A three-layer ONIOM approach was used to study the interactions of hydrated alkali metal ions such as Li+, Na+, and K+ with a DNA fragment containing two phosphate groups, three sugar units, and a G••C base pair modeled in the anion and dianion states. Among the three metal-binding combinations studied herein (outer-sphere, inner-sphere monodentate, and inner-sphere bidentate), the outer-sphere binding mode showed the highest binding energy (BE) for hydrated Li+ ions (103.1 kcal/mol) while the hydrated Na+ and K+ ions preferred the inner-sphere monodentate binding modes to the phosphate group of the anionic DNA fragment (BE = 87.9 and 98.2 kcal/mol for Na+ and K+, respectively).
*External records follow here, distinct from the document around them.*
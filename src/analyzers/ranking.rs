//! Ranking by count and contiguous-window search.
//!
//! Both rankings sort a copy of the entries with a stable sort, so equal
//! counts keep the relative order they have in the dataset. [`top_k`] is
//! exactly "sort ascending by count, take the last `k`, reverse".
//!
//! Window search works on time-sorted entries split into contiguous runs:
//! maximal stretches where each entry starts one [`BUCKET_SECONDS`] after the
//! previous. A window of `n` buckets is eligible only if it sits entirely
//! inside one run.

use crate::analyzers::types::{ContiguousRun, ContiguousWindow};
use crate::dataset::{BUCKET_SECONDS, Dataset, Entry};
use crate::error::{Result, TrafficError};
use tracing::debug;

fn ensure_available(dataset: &Dataset, k: usize) -> Result<()> {
    if k > dataset.len() {
        return Err(TrafficError::InsufficientData {
            requested: k,
            available: dataset.len(),
        });
    }
    Ok(())
}

fn sorted_by_count(dataset: &Dataset) -> Vec<Entry> {
    let mut entries = dataset.entries().to_vec();
    entries.sort_by_key(Entry::count);
    entries
}

/// The `k` busiest entries, highest count first.
///
/// # Errors
///
/// Returns [`TrafficError::InsufficientData`] if `k` exceeds the dataset size.
pub fn top_k(dataset: &Dataset, k: usize) -> Result<Vec<Entry>> {
    ensure_available(dataset, k)?;

    let sorted = sorted_by_count(dataset);
    let top: Vec<Entry> = sorted[sorted.len() - k..].iter().rev().copied().collect();

    debug!(k, counts = ?top.iter().map(Entry::count).collect::<Vec<_>>(), "Top entries");
    Ok(top)
}

/// The `k` quietest entries, lowest count first.
///
/// # Errors
///
/// Returns [`TrafficError::InsufficientData`] if `k` exceeds the dataset size.
pub fn bottom_k(dataset: &Dataset, k: usize) -> Result<Vec<Entry>> {
    ensure_available(dataset, k)?;

    let mut sorted = sorted_by_count(dataset);
    sorted.truncate(k);
    Ok(sorted)
}

fn sorted_by_time(dataset: &Dataset) -> Vec<Entry> {
    let mut entries = dataset.entries().to_vec();
    entries.sort_by_key(Entry::datetime);
    entries
}

fn runs(sorted: &[Entry]) -> impl Iterator<Item = &[Entry]> {
    sorted.chunk_by(|a, b| b.timestamp() - a.timestamp() == BUCKET_SECONDS)
}

/// Splits the time-sorted entries into maximal contiguous runs, earliest
/// first. Repeated timestamps break a run.
pub fn contiguous_runs(dataset: &Dataset) -> Vec<ContiguousRun> {
    let sorted = sorted_by_time(dataset);
    runs(&sorted)
        .map(|run| ContiguousRun {
            start: run[0].datetime(),
            last_bucket: run[run.len() - 1].datetime(),
            entries: run.len(),
        })
        .collect()
}

fn buckets_in(window_seconds: i64) -> Result<usize> {
    let invalid = TrafficError::InvalidWindow {
        seconds: window_seconds,
    };
    if window_seconds <= 0 || window_seconds % BUCKET_SECONDS != 0 {
        return Err(invalid);
    }
    usize::try_from(window_seconds / BUCKET_SECONDS).map_err(|_| invalid)
}

/// Every eligible window of `window_seconds`, lowest sum first; equal sums
/// are ordered by earliest start.
///
/// # Errors
///
/// - [`TrafficError::InvalidWindow`] if `window_seconds` is not a positive
///   multiple of [`BUCKET_SECONDS`].
/// - [`TrafficError::NoEligibleWindow`] if no contiguous run is long enough.
pub fn contiguous_windows(
    dataset: &Dataset,
    window_seconds: i64,
) -> Result<Vec<ContiguousWindow>> {
    let width = buckets_in(window_seconds)?;
    let sorted = sorted_by_time(dataset);

    let mut longest_run = 0;
    let mut windows = Vec::new();

    for run in runs(&sorted) {
        longest_run = longest_run.max(run.len());
        for w in run.windows(width) {
            windows.push(ContiguousWindow {
                start: w[0].datetime(),
                last_bucket: w[width - 1].datetime(),
                entries: width,
                total: w.iter().map(|e| u64::from(e.count())).sum(),
            });
        }
    }

    if windows.is_empty() {
        return Err(TrafficError::NoEligibleWindow {
            window_seconds,
            longest_run,
        });
    }

    // windows were collected in start order, so the stable sort keeps the
    // earliest start first among equal sums
    windows.sort_by_key(|w| w.total);
    debug!(
        window_seconds,
        eligible = windows.len(),
        longest_run,
        "Ranked contiguous windows"
    );
    Ok(windows)
}

/// The eligible window of `window_seconds` with the smallest summed count,
/// earliest start on ties.
///
/// # Errors
///
/// Same as [`contiguous_windows`].
pub fn lowest_contiguous_window(
    dataset: &Dataset,
    window_seconds: i64,
) -> Result<ContiguousWindow> {
    // contiguous_windows errors rather than return an empty list
    let mut windows = contiguous_windows(dataset, window_seconds)?;
    Ok(windows.swap_remove(0))
}
/*
 * frame.rs
 * Copyright (C) 2026 Chris Burdess
 *
 * This file is part of Segnalibro, a Nostr bookmarking client.
 *
 * Segnalibro is free software: you can redistribute it and/or modify
 * it under the terms of the GNU General Public License as published by
 * the Free Software Foundation, either version 3 of the License, or
 * (at your option) any later version.
 *
 * Segnalibro is distributed in the hope that it will be useful,
 * but WITHOUT ANY WARRANTY; without even the implied warranty of
 * MERCHANTABILITY or FITNESS FOR A PARTICULAR PURPOSE.  See the
 * GNU General Public License for more details.
 *
 * You should have received a copy of the GNU General Public License
 * along with Segnalibro.  If not, see <http://www.gnu.org/licenses/>.
 */

//! WebSocket frame format (RFC 6455 §5): incremental decoder for server frames,
//! encoder for masked client frames.

use bytes::{Buf, BufMut, BytesMut};
use std::io;

pub const OP_CONTINUATION: u8 = 0;
pub const OP_TEXT: u8 = 1;
pub const OP_BINARY: u8 = 2;
pub const OP_CLOSE: u8 = 8;
pub const OP_PING: u8 = 9;
pub const OP_PONG: u8 = 10;

/// Largest data frame payload accepted or sent. Relay events (contact lists in particular)
/// routinely exceed 64 KiB, so this is well above a single event.
pub const MAX_FRAME_PAYLOAD: usize = 4 * 1024 * 1024;

/// One decoded frame.
#[derive(Debug)]
pub struct Frame {
    pub fin: bool,
    pub opcode: u8,
    pub payload: BytesMut,
}

fn is_control(opcode: u8) -> bool {
    opcode == OP_CLOSE || opcode == OP_PING || opcode == OP_PONG
}

#[derive(Debug, Clone, Copy, PartialEq, Eq)]
enum FrameState {
    Header,
    ExtendedLen2,
    ExtendedLen8,
    Payload,
}

/// Incremental decoder for server-to-client frames (never masked).
pub struct FrameParser {
    state: FrameState,
    opcode: u8,
    fin: bool,
    payload_len: usize,
}

impl Default for FrameParser {
    fn default() -> Self {
        Self::new()
    }
}

impl FrameParser {
    pub fn new() -> Self {
        Self {
            state: FrameState::Header,
            opcode: 0,
            fin: false,
            payload_len: 0,
        }
    }

    /// Consume bytes from `buf`. Returns `Ok(None)` when more input is needed, `Ok(Some)` for each
    /// complete frame; call again until `None` to drain the buffer.
    pub fn decode(&mut self, buf: &mut BytesMut) -> io::Result<Option<Frame>> {
        loop {
            match self.state {
                FrameState::Header => {
                    if buf.len() < 2 {
                        return Ok(None);
                    }
                    let b0 = buf.get_u8();
                    let b1 = buf.get_u8();
                    if b0 & 0x70 != 0 {
                        return Err(invalid("reserved bits set without negotiated extension"));
                    }
                    if b1 & 0x80 != 0 {
                        return Err(invalid("server frame must not be masked"));
                    }
                    self.fin = b0 & 0x80 != 0;
                    self.opcode = b0 & 0x0f;
                    match b1 & 0x7f {
                        126 => self.state = FrameState::ExtendedLen2,
                        127 => self.state = FrameState::ExtendedLen8,
                        len => self.begin_payload(len as u64)?,
                    }
                }
                FrameState::ExtendedLen2 => {
                    if buf.len() < 2 {
                        return Ok(None);
                    }
                    let len = buf.get_u16() as u64;
                    self.begin_payload(len)?;
                }
                FrameState::ExtendedLen8 => {
                    if buf.len() < 8 {
                        return Ok(None);
                    }
                    let len = buf.get_u64();
                    self.begin_payload(len)?;
                }
                FrameState::Payload => {
                    if buf.len() < self.payload_len {
                        return Ok(None);
                    }
                    let payload = buf.split_to(self.payload_len);
                    self.state = FrameState::Header;
                    return Ok(Some(Frame {
                        fin: self.fin,
                        opcode: self.opcode,
                        payload,
                    }));
                }
            }
        }
    }

    fn begin_payload(&mut self, len: u64) -> io::Result<()> {
        if is_control(self.opcode) {
            if len > 125 {
                return Err(invalid("control frame payload too long"));
            }
            if !self.fin {
                return Err(invalid("control frame must not be fragmented"));
            }
        } else if len > MAX_FRAME_PAYLOAD as u64 {
            return Err(invalid("data frame payload too long"));
        }
        self.payload_len = len as usize;
        self.state = FrameState::Payload;
        Ok(())
    }
}

fn invalid(msg: &str) -> io::Error {
    io::Error::new(io::ErrorKind::InvalidData, msg.to_string())
}

/// Encode one final frame (client → server frames are always masked with `mask_key`).
pub fn encode_frame(
    opcode: u8,
    payload: &[u8],
    mask_key: &[u8; 4],
    out: &mut BytesMut,
) -> io::Result<()> {
    let len = payload.len();
    if len > MAX_FRAME_PAYLOAD {
        return Err(io::Error::new(
            io::ErrorKind::InvalidInput,
            "payload too long",
        ));
    }
    out.reserve(14 + len);
    out.put_u8(0x80 | (opcode & 0x0f));
    if len < 126 {
        out.put_u8(0x80 | len as u8);
    } else if len < 65536 {
        out.put_u8(0x80 | 126);
        out.put_u16(len as u16);
    } else {
        out.put_u8(0x80 | 127);
        out.put_u64(len as u64);
    }
    out.put_slice(mask_key);
    for (i, &b) in payload.iter().enumerate() {
        out.put_u8(b ^ mask_key[i % 4]);
    }
    Ok(())
}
These data on the binding mechanisms of Li+, Na+, and K+ ions and the higher binding affinity of Li+ ions compared to Na+ and K+ ions in the anion model system of DNA are in good agreement with the previous experimental findings. On the other hand, in the dianion state, Li+ preferred inner-sphere monodentate, whereas Na+ and K+ ions preferred the outer-sphere structures. The neutral anion model ion revealed a more realistic picture of DNA−alkali metal ion interactions compared to the non-neutral dianion model systems.